Our story begins at 19:37. Here’s a partial transcript. (Show Notes and Additional Resources follow, along with a link to the complete transcript.)

Robert J. Marks:Hacking AI and exposing vulnerabilities in machine learning? What’s going on here Eric?

Eric Holloway: AI suffers from a problem known as “underspecification.”

Because there’s such huge parameter models you don’t really know what the AI does outside of its dataset. Now, a lot of the times you’ve kind of interpolated between data points, so between those points, maybe you can know what’s going on, but there’s a lot of unknown areas in there. And hackers can prod those unknown areas and nudge the AI models in directions that the hackers want the models to go. And that’s just, I think, is an inescapable symptom of our AI systems, because to make these things work in the real world you have to have these really high parameter models to fit really complex data, but the paradox of the situation is that they become very brittle and much more easier to manipulate.

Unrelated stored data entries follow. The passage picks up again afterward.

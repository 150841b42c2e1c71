//! Configuration models for harvester.
//!
//! All I^R (resolvable ignorance) is parameterized here.
//! The operator resolves these unknowns at runtime via config file.

use serde::{Deserialize, Serialize};
use std::collections::HashMap;
use std::path::{Path, PathBuf};
use std::time::Duration;

/// Top-level configuration for harvester.
#[derive(Debug, Clone, Default, Serialize, Deserialize)]
pub struct Config {
    /// State database settings
    #[serde(default)]
    pub database: DatabaseConfig,

    /// Advisory run lock settings
    #[serde(default)]
    pub lease: LeaseConfig,

    /// Worker pool defaults
    #[serde(default)]
    pub pool: PoolConfig,

    /// Circuit breaker defaults
    #[serde(default)]
    pub breaker: BreakerConfig,

    /// Automation session settings
    #[serde(default)]
    pub sessions: SessionConfig,

    /// Per-job-type overrides, keyed by job type name
    #[serde(default)]
    pub jobs: HashMap<String, JobOverrides>,
}

/// State database configuration.
#[derive(Debug, Clone, Serialize, Deserialize)]
pub struct DatabaseConfig {
    /// SQLite file path. `${VAR}` placeholders are expanded.
    #[serde(default = "default_database_path")]
    pub path: String,
}

fn default_database_path() -> String {
    "state/harvester.db".to_string()
}

impl Default for DatabaseConfig {
    fn default() -> Self {
        Self {
            path: default_database_path(),
        }
    }
}

impl DatabaseConfig {
    /// Path with environment variables expanded.
    pub fn resolved_path(&self) -> PathBuf {
        PathBuf::from(expand_env_vars(&self.path))
    }
}

/// Advisory lock (lease) configuration.
#[derive(Debug, Clone, Serialize, Deserialize)]
pub struct LeaseConfig {
    /// Lease lifetime; renewed at step boundaries, with every batch commit,
    /// and every third of its lifetime while a step runs
    #[serde(default = "default_lease_ttl")]
    pub ttl_secs: u64,
}

fn default_lease_ttl() -> u64 {
    6 * 60 * 60
}

impl Default for LeaseConfig {
    fn default() -> Self {
        Self {
            ttl_secs: default_lease_ttl(),
        }
    }
}

impl LeaseConfig {
    pub fn ttl(&self) -> Duration {
        Duration::from_secs(self.ttl_secs)
    }
}

/// Worker pool configuration.
#[derive(Debug, Clone, Serialize, Deserialize)]
pub struct PoolConfig {
    /// Number of concurrent workers (each holds one session)
    #[serde(default = "default_concurrency")]
    pub concurrency: usize,

    /// Attempts per unit before a soft failure becomes terminal
    #[serde(default = "default_max_attempts")]
    pub max_attempts: u32,

    /// First retry delay
    #[serde(default = "default_backoff_base_ms")]
    pub backoff_base_ms: u64,

    /// Upper bound for the exponential retry delay
    #[serde(default = "default_backoff_max_ms")]
    pub backoff_max_ms: u64,

    /// Units committed per outer transaction
    #[serde(default = "default_batch_size")]
    pub batch_size: usize,

    /// Show a progress bar while a step runs
    #[serde(default)]
    pub progress: bool,
}

fn default_concurrency() -> usize {
    4
}

fn default_max_attempts() -> u32 {
    3
}

fn default_backoff_base_ms() -> u64 {
    500
}

fn default_backoff_max_ms() -> u64 {
    30_000
}

fn default_batch_size() -> usize {
    25
}

impl Default for PoolConfig {
    fn default() -> Self {
        Self {
            concurrency: default_concurrency(),
            max_attempts: default_max_attempts(),
            backoff_base_ms: default_backoff_base_ms(),
            backoff_max_ms: default_backoff_max_ms(),
            batch_size: default_batch_size(),
            progress: false,
        }
    }
}

impl PoolConfig {
    /// Delay before retry number `retry` (1-based), doubling up to the cap.
    pub fn backoff(&self, retry: u32) -> Duration {
        let exponent = retry.saturating_sub(1).min(20);
        let ms = self
            .backoff_base_ms
            .saturating_mul(1u64 << exponent)
            .min(self.backoff_max_ms);
        Duration::from_millis(ms)
    }
}

/// Circuit breaker configuration.
///
/// K_i: Thresholds are operator decisions, never hardcoded.
#[derive(Debug, Clone, Serialize, Deserialize)]
pub struct BreakerConfig {
    /// Failures within the window that open the breaker
    #[serde(default = "default_failure_threshold")]
    pub failure_threshold: u32,

    /// Sliding window length
    #[serde(default = "default_window_secs")]
    pub window_secs: u64,

    /// Time the breaker stays open before a trial call
    #[serde(default = "default_cooldown_secs")]
    pub cooldown_secs: u64,

    /// Continuous outage after which the step is failed
    #[serde(default = "default_max_pause_secs")]
    pub max_pause_secs: u64,
}

fn default_failure_threshold() -> u32 {
    5
}

fn default_window_secs() -> u64 {
    60
}

fn default_cooldown_secs() -> u64 {
    30
}

fn default_max_pause_secs() -> u64 {
    15 * 60
}

impl Default for BreakerConfig {
    fn default() -> Self {
        Self {
            failure_threshold: default_failure_threshold(),
            window_secs: default_window_secs(),
            cooldown_secs: default_cooldown_secs(),
            max_pause_secs: default_max_pause_secs(),
        }
    }
}

impl BreakerConfig {
    pub fn window(&self) -> Duration {
        Duration::from_secs(self.window_secs)
    }

    pub fn cooldown(&self) -> Duration {
        Duration::from_secs(self.cooldown_secs)
    }

    pub fn max_pause(&self) -> Duration {
        Duration::from_secs(self.max_pause_secs)
    }
}

/// Automation session configuration.
#[derive(Debug, Clone, Default, Serialize, Deserialize)]
pub struct SessionConfig {
    /// Cap on concurrently live sessions across all runs (unset = unlimited)
    #[serde(default)]
    pub max_live: Option<usize>,

    /// Profile handed to the session provider on open
    #[serde(default)]
    pub profile: SessionProfile,
}

/// Opaque launch profile for an automation session.
#[derive(Debug, Clone, Serialize, Deserialize)]
pub struct SessionProfile {
    #[serde(default = "default_profile_name")]
    pub name: String,

    #[serde(default = "default_true")]
    pub headless: bool,

    /// Extra launch arguments, passed through untouched
    #[serde(default)]
    pub args: Vec<String>,
}

fn default_profile_name() -> String {
    "default".to_string()
}

fn default_true() -> bool {
    true
}

impl Default for SessionProfile {
    fn default() -> Self {
        Self {
            name: default_profile_name(),
            headless: true,
            args: Vec::new(),
        }
    }
}

/// Per-job-type overrides of pool and breaker settings.
#[derive(Debug, Clone, Default, Serialize, Deserialize)]
pub struct JobOverrides {
    #[serde(default)]
    pub concurrency: Option<usize>,

    #[serde(default)]
    pub max_attempts: Option<u32>,

    #[serde(default)]
    pub failure_threshold: Option<u32>,

    #[serde(default)]
    pub window_secs: Option<u64>,

    #[serde(default)]
    pub cooldown_secs: Option<u64>,

    #[serde(default)]
    pub max_pause_secs: Option<u64>,
}

impl Config {
    /// Load configuration from a TOML file.
    ///
    /// B_i(file exists) → Result
    /// B_i(file is valid TOML) → Result
    pub fn from_file(path: &Path) -> Result<Self, ConfigError> {
        let content = std::fs::read_to_string(path).map_err(|e| ConfigError::FileRead {
            path: path.to_owned(),
            source: e,
        })?;

        let config: Self = toml::from_str(&content).map_err(|e| ConfigError::Parse {
            path: path.to_owned(),
            source: e,
        })?;
        config.validate()?;
        Ok(config)
    }

    /// Reject values that would stall or spin the pipeline.
    pub fn validate(&self) -> Result<(), ConfigError> {
        if self.sessions.max_live == Some(0) {
            return Err(ConfigError::Invalid(
                "sessions: max_live must be >= 1 when set".to_string(),
            ));
        }
        let pools = std::iter::once(("pool".to_string(), self.pool.clone()))
            .chain(self.jobs.keys().map(|job| (format!("jobs.{job}"), self.pool_for(job))));
        for (scope, pool) in pools {
            if pool.concurrency == 0 {
                return Err(ConfigError::Invalid(format!("{scope}: concurrency must be >= 1")));
            }
            if pool.max_attempts == 0 {
                return Err(ConfigError::Invalid(format!("{scope}: max_attempts must be >= 1")));
            }
            if let Some(max) = self.sessions.max_live {
                if pool.concurrency > max {
                    return Err(ConfigError::Invalid(format!(
                        "{scope}: concurrency {} exceeds sessions.max_live {max}",
                        pool.concurrency
                    )));
                }
            }
        }
        if self.pool.batch_size == 0 {
            return Err(ConfigError::Invalid("pool: batch_size must be >= 1".to_string()));
        }
        let breakers = std::iter::once(("breaker".to_string(), self.breaker.clone())).chain(
            self.jobs
                .keys()
                .map(|job| (format!("jobs.{job}"), self.breaker_for(job))),
        );
        for (scope, breaker) in breakers {
            if breaker.failure_threshold == 0 {
                return Err(ConfigError::Invalid(format!(
                    "{scope}: failure_threshold must be >= 1"
                )));
            }
            if breaker.window_secs == 0 {
                return Err(ConfigError::Invalid(format!("{scope}: window_secs must be >= 1")));
            }
        }
        Ok(())
    }

    /// Pool settings for a job type, with its overrides applied.
    pub fn pool_for(&self, job_type: &str) -> PoolConfig {
        let mut pool = self.pool.clone();
        if let Some(job) = self.jobs.get(job_type) {
            if let Some(concurrency) = job.concurrency {
                pool.concurrency = concurrency;
            }
            if let Some(max_attempts) = job.max_attempts {
                pool.max_attempts = max_attempts;
            }
        }
        pool
    }

    /// Breaker settings for a job type, with its overrides applied.
    pub fn breaker_for(&self, job_type: &str) -> BreakerConfig {
        let mut breaker = self.breaker.clone();
        if let Some(job) = self.jobs.get(job_type) {
            if let Some(v) = job.failure_threshold {
                breaker.failure_threshold = v;
            }
            if let Some(v) = job.window_secs {
                breaker.window_secs = v;
            }
            if let Some(v) = job.cooldown_secs {
                breaker.cooldown_secs = v;
            }
            if let Some(v) = job.max_pause_secs {
                breaker.max_pause_secs = v;
            }
        }
        breaker
    }
}

/// Expand environment variables in a string.
///
/// Supports ${VAR_NAME} syntax.
/// If the variable is not set, the placeholder is left unchanged.
pub fn expand_env_vars(s: &str) -> String {
    let mut result = s.to_string();
    let Ok(re) = regex::Regex::new(r"\$\{([^}]+)\}") else {
        return result;
    };

    for cap in re.captures_iter(s) {
        let var_name = &cap[1];
        if let Ok(value) = std::env::var(var_name) {
            result = result.replace(&cap[0], &value);
        }
    }

    result
}

/// Configuration errors.
#[derive(Debug, thiserror::Error)]
pub enum ConfigError {
    #[error("Failed to read config file {path}: {source}")]
    FileRead {
        path: PathBuf,
        source: std::io::Error,
    },

    #[error("Failed to parse config file {path}: {source}")]
    Parse {
        path: PathBuf,
        source: toml::de::Error,
    },

    #[error("Invalid configuration: {0}")]
    Invalid(String),
}

#[cfg(test)]
mod tests {
    use super::*;
    use std::io::Write;

    #[test]
    fn empty_file_uses_defaults() {
        let config: Config = toml::from_str("").unwrap();
        assert_eq!(config.pool.concurrency, 4);
        assert_eq!(config.breaker.failure_threshold, 5);
        assert_eq!(config.lease.ttl(), Duration::from_secs(21_600));
        assert!(config.sessions.max_live.is_none());
        config.validate().unwrap();
    }

    #[test]
    fn job_overrides_apply_per_job_type() {
        let config: Config = toml::from_str(
            r#"
            [pool]
            concurrency = 2

            [breaker]
            failure_threshold = 3

            [jobs.listings]
            concurrency = 8
            cooldown_secs = 5
            "#,
        )
        .unwrap();

        assert_eq!(config.pool_for("listings").concurrency, 8);
        assert_eq!(config.pool_for("other").concurrency, 2);
        assert_eq!(config.breaker_for("listings").cooldown_secs, 5);
        assert_eq!(config.breaker_for("listings").failure_threshold, 3);
    }

    #[test]
    fn zero_concurrency_override_is_rejected() {
        let config: Config = toml::from_str(
            r#"
            [jobs.listings]
            concurrency = 0
            "#,
        )
        .unwrap();
        let err = config.validate().unwrap_err();
        assert!(err.to_string().contains("jobs.listings"), "got: {err}");
    }

    #[test]
    fn concurrency_above_live_session_cap_is_rejected() {
        let config: Config = toml::from_str(
            r#"
            [pool]
            concurrency = 2

            [sessions]
            max_live = 2

            [jobs.listings]
            concurrency = 3
            "#,
        )
        .unwrap();
        let err = config.validate().unwrap_err();
        assert!(err.to_string().contains("jobs.listings"), "got: {err}");
        assert!(err.to_string().contains("max_live"), "got: {err}");

        let mut config = config;
        config.jobs.clear();
        assert!(config.validate().is_ok());
    }

    #[test]
    fn backoff_doubles_and_caps() {
        let pool = PoolConfig {
            backoff_base_ms: 100,
            backoff_max_ms: 350,
            ..Default::default()
        };
        assert_eq!(pool.backoff(1), Duration::from_millis(100));
        assert_eq!(pool.backoff(2), Duration::from_millis(200));
        assert_eq!(pool.backoff(3), Duration::from_millis(350));
        assert_eq!(pool.backoff(40), Duration::from_millis(350));
    }

    #[test]
    fn from_file_reports_parse_errors_with_path() {
        let mut file = tempfile::NamedTempFile::new().unwrap();
        writeln!(file, "[pool]\nconcurrency = \"many\"").unwrap();
        let err = Config::from_file(file.path()).unwrap_err();
        assert!(matches!(err, ConfigError::Parse { .. }));
    }

    #[test]
    fn unset_env_placeholder_is_left_alone() {
        let expanded = expand_env_vars("${HARVESTER_SURELY_UNSET_VAR}/state.db");
        assert_eq!(expanded, "${HARVESTER_SURELY_UNSET_VAR}/state.db");
    }
}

Robert J. Marks: Well in fact you hear about the deep convolutional neural networks trained on images, and all of a sudden you change a pixel or two in an image and the deep convolutional neural network is totally wrong, so they are incredibly brittle. So it’s this sort of thing that you’re talking about, right?

Eric Holloway: Yeah, and it’s not just the result is completely wrong, but the machine’s confidence in it’s result is complete certainty. It’s absolutely certain about the wrong result. And in this particular example, they took, I think, a self-driving AI and they could just subtly manipulate traffic signs and make the AI make very disastrous decisions. Like for example, they gave it a sign that said speed limit 35, and they changed the number three slightly so the AI thought it was 85:

In an 18-month-long research process, Trivedi and Povolny replicated and expanded upon a host of adversarial machine-learning attacks including a study from UC Berkeley professor Dawn Song that used stickers to trick a self-driving car into believing a stop sign was a 45-mile-per-hour speed limit sign. Last year, hackers tricked a Tesla into veering into the wrong lane in traffic by placing stickers on the road in an adversarial attack meant to manipulate the car’s machine-learning algorithms.

Patrick Howell O’Neill, “Hackers can trick a Tesla into accelerating by 50 miles per hour” at MIT Technology Review

Note: It’s been worse. At Google in 2015, AI identified a black man and his friends as gorillas, due to age-old glitches in photography, swopped into AI. In 2018, Amazon had to dump an AI human resources hiring program that penalized intelligent women.

Hint: AI will not do your thinking for you. Glad we’ve cleared that up. 😉


Here are the Smash Hits to date:

8 AI 2020 Smash Hit: Big gains in practical self-driving cars. The people who have been pursuing Level Five self-driving are nowhere but Level Four is working well. Jonathan Bartlett: You can think of Level Four self-driving as an engineering project and Level Five as a philosophy project

9 AI Success: Smarter cars for non-millionaires If your car is a recent model, an affordable aftermarket kit might transform it into a much smarter car. One possible risk is that a hacker could take over your car but, no matter what we do with AI, we must deal with security issues.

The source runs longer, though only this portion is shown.